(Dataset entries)
- - -

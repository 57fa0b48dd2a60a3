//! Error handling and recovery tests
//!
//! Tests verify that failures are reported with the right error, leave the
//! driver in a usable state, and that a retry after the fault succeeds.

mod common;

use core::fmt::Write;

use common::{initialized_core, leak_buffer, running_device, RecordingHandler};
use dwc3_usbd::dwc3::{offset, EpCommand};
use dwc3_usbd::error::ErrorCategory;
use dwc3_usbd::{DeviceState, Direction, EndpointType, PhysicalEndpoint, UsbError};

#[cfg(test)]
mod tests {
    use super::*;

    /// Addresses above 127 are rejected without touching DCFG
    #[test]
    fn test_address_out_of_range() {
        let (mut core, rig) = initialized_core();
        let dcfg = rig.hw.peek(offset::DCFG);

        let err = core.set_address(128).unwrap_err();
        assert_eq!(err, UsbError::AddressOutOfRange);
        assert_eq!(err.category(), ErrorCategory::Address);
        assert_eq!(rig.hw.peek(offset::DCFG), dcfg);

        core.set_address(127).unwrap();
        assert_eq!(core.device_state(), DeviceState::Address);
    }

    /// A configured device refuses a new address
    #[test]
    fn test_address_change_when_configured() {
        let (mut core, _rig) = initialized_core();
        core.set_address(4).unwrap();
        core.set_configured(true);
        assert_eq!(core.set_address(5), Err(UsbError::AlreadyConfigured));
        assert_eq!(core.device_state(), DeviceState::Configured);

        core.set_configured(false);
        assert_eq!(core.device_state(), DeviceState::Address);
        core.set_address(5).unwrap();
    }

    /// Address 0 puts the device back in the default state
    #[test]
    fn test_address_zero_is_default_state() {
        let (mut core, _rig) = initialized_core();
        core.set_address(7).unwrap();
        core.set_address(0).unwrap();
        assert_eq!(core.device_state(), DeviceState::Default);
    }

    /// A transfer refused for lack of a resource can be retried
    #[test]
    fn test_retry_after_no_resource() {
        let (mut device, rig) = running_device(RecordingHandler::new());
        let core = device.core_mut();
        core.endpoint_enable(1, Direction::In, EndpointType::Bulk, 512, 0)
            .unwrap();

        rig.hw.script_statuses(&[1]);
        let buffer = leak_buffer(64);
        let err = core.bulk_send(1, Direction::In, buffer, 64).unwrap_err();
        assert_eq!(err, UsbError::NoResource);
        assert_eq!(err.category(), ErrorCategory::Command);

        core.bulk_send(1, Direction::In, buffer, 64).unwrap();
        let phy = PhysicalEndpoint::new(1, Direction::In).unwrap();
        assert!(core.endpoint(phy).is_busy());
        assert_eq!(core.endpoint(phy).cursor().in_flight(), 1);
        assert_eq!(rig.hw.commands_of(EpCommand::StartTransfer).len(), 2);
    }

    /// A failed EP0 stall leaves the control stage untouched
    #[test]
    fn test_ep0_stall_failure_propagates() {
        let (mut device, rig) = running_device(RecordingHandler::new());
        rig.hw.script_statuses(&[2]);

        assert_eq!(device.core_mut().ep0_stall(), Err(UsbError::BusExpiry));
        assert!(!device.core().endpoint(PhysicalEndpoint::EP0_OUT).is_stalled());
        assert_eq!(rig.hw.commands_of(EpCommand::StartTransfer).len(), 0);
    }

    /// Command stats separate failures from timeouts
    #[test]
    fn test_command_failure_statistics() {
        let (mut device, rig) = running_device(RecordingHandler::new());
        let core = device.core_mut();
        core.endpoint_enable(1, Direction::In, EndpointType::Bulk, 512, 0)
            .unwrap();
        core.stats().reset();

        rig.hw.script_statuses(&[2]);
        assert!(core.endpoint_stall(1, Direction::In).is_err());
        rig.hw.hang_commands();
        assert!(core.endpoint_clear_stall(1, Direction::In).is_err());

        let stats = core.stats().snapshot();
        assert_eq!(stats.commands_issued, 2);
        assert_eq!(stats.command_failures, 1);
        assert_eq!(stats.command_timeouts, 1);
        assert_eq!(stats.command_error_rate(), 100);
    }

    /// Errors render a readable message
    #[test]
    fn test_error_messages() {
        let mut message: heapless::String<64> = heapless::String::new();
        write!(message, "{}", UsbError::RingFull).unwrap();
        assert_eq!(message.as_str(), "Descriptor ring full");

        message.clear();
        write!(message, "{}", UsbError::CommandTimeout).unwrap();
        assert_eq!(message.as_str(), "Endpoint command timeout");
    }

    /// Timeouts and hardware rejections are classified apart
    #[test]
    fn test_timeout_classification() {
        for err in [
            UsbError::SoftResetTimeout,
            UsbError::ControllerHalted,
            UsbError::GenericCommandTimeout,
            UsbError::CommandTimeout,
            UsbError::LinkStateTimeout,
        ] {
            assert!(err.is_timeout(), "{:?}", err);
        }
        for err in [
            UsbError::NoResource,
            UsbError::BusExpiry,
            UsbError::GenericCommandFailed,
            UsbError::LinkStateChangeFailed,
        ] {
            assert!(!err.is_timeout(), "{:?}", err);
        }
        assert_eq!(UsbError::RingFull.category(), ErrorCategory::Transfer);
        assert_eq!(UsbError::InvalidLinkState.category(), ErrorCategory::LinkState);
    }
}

- - -

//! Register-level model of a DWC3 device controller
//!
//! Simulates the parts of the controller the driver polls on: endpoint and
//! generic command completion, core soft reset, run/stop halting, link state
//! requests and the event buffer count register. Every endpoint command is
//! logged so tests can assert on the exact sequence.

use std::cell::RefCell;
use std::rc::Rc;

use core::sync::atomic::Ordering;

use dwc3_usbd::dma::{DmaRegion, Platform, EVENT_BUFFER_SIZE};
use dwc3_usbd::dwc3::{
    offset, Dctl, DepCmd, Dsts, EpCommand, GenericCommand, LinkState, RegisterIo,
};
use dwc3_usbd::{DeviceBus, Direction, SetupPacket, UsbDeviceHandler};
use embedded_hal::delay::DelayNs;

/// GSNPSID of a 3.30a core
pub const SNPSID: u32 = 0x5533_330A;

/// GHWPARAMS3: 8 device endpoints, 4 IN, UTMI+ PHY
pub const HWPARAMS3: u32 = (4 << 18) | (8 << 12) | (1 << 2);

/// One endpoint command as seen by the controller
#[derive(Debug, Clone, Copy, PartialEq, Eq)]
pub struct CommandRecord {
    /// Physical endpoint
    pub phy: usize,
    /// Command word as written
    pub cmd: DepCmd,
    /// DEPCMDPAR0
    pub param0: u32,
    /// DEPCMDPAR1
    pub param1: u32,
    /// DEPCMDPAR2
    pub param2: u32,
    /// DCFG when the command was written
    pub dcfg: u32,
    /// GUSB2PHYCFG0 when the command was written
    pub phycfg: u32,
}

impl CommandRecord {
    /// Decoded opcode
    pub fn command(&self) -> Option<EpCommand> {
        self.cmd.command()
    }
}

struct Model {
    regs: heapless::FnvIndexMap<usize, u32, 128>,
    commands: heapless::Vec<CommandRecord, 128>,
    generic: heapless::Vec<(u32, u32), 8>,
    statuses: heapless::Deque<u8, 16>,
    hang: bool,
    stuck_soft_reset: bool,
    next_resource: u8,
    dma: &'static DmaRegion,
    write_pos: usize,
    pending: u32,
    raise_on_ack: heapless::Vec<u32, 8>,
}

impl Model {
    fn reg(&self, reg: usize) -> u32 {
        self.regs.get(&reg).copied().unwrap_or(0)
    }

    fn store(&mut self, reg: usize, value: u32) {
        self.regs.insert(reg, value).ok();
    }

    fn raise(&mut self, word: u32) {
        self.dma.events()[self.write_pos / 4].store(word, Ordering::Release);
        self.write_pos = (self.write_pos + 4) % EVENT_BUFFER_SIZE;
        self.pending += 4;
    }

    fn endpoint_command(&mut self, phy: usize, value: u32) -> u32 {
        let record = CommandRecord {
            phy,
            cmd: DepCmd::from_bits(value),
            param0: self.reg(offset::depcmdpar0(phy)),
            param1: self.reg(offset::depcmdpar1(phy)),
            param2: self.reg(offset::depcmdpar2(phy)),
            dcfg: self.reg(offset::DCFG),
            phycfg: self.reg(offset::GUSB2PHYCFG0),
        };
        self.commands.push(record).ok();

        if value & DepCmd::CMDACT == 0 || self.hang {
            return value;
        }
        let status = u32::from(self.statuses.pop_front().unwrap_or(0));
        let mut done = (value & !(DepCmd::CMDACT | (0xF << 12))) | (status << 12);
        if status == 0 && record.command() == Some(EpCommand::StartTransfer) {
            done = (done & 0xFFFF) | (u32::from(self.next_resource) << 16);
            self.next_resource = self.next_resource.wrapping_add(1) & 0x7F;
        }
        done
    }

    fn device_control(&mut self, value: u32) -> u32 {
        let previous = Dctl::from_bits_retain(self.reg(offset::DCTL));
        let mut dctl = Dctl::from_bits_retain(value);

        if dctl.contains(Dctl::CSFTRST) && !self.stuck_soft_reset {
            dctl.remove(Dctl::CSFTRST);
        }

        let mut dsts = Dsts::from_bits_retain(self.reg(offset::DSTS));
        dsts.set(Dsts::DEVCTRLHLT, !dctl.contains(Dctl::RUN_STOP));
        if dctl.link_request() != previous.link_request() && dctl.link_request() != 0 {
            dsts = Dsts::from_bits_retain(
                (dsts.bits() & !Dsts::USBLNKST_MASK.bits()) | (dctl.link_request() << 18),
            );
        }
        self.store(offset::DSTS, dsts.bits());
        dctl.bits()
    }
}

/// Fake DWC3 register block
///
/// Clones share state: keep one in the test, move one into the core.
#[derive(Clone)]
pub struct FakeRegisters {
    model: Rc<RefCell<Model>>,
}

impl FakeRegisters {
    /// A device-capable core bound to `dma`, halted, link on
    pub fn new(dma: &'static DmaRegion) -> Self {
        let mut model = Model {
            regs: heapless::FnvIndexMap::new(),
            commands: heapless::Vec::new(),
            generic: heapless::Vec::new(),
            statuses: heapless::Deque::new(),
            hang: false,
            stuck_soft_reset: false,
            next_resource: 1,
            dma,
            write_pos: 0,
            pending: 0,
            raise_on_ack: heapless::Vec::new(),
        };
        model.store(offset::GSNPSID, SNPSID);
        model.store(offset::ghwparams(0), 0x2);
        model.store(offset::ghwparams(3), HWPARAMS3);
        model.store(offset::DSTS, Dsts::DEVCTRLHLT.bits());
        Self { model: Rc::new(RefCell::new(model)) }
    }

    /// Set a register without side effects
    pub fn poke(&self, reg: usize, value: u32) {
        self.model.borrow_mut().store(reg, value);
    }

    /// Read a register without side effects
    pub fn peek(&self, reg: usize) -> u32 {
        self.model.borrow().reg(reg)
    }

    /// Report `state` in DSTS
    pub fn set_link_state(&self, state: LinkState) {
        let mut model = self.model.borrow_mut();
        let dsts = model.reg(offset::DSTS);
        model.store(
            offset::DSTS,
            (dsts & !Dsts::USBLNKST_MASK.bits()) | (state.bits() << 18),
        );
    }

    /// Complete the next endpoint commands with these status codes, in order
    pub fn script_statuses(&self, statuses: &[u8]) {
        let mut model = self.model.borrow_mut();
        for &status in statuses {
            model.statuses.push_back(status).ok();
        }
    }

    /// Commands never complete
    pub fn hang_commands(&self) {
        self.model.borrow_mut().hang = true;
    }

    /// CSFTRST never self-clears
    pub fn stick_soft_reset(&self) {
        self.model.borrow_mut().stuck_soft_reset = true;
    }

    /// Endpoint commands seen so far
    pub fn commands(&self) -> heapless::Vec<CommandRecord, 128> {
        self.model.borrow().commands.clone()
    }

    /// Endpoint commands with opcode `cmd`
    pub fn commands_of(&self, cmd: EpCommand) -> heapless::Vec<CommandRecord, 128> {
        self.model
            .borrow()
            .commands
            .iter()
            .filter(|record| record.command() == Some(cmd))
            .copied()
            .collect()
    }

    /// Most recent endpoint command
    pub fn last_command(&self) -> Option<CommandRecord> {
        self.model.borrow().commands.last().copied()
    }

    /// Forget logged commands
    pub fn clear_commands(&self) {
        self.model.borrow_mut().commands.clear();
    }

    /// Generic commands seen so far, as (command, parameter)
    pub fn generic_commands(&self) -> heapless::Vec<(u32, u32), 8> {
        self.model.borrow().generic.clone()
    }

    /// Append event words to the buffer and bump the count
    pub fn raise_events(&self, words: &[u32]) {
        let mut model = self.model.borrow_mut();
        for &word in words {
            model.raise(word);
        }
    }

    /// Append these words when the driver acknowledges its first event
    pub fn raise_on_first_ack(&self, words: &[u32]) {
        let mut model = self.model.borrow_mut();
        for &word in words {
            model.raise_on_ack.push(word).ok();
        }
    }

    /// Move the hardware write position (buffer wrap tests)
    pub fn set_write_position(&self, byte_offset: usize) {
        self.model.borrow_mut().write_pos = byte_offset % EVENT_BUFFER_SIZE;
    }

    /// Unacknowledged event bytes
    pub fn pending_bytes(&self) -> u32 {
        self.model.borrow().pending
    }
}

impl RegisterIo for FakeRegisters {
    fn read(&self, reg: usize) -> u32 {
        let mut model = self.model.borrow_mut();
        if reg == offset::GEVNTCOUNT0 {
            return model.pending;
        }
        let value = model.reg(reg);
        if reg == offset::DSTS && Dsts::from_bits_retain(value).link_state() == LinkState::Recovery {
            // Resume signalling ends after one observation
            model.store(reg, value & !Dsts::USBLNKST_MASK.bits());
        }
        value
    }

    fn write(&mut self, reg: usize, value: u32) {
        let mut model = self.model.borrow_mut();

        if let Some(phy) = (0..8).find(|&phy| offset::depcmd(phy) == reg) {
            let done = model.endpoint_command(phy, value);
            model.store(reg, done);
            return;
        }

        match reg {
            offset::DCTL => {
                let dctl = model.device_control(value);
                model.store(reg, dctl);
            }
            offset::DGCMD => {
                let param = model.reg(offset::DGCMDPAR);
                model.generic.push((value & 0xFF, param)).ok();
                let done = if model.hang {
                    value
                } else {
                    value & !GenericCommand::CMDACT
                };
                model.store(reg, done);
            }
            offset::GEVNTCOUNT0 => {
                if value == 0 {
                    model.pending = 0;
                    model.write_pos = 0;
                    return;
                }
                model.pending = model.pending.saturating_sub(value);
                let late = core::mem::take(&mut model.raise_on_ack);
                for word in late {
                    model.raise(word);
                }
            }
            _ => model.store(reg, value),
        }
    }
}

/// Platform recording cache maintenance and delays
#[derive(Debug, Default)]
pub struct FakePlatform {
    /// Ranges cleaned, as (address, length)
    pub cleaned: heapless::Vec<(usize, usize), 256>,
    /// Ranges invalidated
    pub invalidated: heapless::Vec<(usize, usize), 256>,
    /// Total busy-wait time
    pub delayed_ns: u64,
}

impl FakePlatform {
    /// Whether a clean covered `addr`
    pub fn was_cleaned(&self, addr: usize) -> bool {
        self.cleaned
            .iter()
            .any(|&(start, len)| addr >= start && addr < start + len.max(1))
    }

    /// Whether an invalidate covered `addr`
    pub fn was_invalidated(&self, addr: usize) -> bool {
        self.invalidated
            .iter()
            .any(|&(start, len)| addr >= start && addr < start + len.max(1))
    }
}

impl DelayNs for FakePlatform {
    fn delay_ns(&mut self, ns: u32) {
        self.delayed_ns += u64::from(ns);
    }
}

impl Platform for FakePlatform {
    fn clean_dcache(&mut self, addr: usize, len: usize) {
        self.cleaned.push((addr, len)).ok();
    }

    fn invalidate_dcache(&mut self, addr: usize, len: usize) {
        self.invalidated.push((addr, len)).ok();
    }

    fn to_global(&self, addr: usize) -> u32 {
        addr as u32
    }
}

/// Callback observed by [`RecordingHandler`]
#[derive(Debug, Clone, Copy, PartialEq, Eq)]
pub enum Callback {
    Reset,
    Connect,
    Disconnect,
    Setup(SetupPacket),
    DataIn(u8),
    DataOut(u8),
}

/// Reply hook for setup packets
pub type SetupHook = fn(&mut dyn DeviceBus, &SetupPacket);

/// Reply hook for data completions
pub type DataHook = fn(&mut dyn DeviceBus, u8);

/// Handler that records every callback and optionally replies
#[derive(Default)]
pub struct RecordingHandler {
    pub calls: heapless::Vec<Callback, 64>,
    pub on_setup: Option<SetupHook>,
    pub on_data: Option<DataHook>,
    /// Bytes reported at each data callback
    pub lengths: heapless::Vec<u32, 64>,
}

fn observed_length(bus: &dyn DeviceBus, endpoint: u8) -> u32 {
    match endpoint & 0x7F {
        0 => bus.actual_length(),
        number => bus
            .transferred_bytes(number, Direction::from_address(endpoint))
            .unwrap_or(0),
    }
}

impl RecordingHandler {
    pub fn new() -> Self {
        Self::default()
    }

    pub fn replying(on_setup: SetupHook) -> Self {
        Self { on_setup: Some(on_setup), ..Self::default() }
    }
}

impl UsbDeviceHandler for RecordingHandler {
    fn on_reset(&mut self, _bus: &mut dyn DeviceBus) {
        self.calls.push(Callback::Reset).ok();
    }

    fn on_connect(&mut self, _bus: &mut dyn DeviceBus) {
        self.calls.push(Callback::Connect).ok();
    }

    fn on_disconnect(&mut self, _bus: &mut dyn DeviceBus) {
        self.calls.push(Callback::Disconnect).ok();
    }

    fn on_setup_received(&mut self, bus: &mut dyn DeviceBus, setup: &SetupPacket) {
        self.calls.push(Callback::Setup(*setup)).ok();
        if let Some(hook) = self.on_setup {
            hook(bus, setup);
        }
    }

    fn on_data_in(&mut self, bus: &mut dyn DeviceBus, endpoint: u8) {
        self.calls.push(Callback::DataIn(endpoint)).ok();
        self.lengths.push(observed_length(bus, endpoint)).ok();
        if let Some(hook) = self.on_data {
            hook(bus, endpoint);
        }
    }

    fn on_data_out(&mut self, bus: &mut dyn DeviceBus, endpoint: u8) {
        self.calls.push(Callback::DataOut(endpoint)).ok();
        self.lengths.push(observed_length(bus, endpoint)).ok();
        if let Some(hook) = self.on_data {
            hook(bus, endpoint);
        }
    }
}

- - -

EXERCISE - In the entries above, restate word for word the lines between the one holding "fn on_disconnect(&mut self, _bus: &mut" and the one holding "if let Some(hook) = self.on_setup", inclusive, and nothing besides.

RESPONSE -
    fn on_disconnect(&mut self, _bus: &mut dyn DeviceBus) {
        self.calls.push(Callback::Disconnect).ok();
    }

    fn on_setup_received(&mut self, bus: &mut dyn DeviceBus, setup: &SetupPacket) {
        self.calls.push(Callback::Setup(*setup)).ok();
        if let Some(hook) = self.on_setup {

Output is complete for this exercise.